▶ _Task description_: Every line below that includes the word "trace" needs to be copied.

▶ _Supplied information_:
§ §
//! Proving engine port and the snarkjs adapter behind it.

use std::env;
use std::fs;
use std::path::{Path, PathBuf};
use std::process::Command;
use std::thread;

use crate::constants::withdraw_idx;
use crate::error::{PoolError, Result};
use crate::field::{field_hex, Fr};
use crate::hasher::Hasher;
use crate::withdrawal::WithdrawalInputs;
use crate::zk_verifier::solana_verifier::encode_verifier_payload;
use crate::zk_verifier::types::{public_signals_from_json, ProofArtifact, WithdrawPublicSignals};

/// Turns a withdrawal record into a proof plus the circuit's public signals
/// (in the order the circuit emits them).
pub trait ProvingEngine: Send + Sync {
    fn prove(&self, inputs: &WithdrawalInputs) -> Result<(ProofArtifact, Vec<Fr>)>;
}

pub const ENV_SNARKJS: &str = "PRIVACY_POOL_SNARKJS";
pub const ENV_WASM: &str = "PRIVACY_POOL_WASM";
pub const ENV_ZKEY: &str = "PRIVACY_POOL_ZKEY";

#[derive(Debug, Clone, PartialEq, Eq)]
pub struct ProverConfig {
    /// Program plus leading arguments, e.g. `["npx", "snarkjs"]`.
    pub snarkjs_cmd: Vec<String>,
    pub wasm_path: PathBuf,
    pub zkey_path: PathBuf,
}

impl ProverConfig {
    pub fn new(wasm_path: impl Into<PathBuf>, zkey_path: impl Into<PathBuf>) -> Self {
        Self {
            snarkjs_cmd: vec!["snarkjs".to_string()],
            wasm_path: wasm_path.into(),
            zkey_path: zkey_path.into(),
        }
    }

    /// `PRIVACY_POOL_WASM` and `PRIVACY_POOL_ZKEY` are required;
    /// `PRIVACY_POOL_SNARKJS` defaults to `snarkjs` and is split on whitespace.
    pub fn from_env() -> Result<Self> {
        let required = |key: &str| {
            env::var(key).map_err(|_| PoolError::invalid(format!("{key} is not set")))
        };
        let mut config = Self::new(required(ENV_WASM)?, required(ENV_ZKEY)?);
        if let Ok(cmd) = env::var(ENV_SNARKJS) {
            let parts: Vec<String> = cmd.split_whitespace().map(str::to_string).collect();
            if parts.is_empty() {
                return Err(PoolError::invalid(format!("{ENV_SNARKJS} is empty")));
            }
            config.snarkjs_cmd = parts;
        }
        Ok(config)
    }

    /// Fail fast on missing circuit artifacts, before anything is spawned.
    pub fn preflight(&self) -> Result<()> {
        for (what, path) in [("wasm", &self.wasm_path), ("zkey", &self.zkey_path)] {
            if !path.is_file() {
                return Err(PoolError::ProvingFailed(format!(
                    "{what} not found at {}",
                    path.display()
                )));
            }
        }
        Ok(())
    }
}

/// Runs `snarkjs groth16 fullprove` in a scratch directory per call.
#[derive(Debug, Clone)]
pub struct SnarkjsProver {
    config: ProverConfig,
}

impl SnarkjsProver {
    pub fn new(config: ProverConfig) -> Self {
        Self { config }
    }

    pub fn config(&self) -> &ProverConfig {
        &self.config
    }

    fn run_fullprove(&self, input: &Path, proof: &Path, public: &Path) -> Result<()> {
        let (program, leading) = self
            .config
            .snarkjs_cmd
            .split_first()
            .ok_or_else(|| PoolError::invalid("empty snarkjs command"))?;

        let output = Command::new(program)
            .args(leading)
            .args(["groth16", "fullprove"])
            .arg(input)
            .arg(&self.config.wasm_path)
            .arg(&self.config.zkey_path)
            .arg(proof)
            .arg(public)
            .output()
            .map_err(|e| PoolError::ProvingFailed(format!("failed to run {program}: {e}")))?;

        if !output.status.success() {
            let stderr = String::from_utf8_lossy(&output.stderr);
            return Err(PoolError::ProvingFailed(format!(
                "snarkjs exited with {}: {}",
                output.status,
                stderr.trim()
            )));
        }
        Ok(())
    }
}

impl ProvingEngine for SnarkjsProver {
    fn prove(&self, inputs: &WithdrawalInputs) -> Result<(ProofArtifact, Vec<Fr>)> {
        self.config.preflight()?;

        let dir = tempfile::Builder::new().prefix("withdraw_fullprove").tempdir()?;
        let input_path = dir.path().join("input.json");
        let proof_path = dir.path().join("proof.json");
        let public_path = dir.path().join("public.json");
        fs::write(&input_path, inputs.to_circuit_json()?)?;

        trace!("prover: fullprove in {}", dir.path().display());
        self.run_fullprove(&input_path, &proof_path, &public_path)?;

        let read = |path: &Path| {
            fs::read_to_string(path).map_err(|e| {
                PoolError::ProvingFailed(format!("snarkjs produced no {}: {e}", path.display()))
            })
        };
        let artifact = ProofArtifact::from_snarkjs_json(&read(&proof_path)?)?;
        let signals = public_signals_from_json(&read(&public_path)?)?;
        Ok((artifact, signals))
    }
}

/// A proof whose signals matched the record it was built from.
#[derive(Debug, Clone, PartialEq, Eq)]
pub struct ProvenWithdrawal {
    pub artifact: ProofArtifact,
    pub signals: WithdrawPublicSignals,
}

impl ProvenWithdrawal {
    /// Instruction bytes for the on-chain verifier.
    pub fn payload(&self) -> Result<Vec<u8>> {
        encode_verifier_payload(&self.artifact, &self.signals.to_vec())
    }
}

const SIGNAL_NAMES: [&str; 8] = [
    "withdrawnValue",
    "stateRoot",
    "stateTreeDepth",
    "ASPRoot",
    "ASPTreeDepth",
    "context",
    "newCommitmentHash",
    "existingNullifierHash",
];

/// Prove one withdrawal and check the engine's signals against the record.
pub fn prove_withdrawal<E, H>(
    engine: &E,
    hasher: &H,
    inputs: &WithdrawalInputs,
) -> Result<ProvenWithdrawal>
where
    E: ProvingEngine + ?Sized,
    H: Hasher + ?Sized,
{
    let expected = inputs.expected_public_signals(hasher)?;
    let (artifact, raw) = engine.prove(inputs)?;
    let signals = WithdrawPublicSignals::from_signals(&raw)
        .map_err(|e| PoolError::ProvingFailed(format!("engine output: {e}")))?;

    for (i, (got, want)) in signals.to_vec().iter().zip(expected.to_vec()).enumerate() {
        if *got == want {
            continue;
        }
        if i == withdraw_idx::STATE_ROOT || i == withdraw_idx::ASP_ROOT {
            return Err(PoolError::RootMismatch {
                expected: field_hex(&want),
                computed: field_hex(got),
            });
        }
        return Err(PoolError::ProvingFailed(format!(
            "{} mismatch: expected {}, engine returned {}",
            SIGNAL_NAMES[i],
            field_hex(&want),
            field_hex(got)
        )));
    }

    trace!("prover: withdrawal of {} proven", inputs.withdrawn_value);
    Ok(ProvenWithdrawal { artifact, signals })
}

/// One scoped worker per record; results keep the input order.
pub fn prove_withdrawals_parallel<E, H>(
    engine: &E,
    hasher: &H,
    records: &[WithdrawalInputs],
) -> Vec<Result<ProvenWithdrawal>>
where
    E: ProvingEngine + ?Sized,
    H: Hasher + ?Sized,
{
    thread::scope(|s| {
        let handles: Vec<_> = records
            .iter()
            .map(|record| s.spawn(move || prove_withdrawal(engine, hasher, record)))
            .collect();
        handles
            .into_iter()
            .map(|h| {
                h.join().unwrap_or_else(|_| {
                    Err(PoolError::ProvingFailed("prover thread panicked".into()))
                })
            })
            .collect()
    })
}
§ §
▶ _Problem solution_:
        trace!("prover: fullprove in {}", dir.path().display());
    trace!("prover: withdrawal of {} proven", inputs.withdrawn_value);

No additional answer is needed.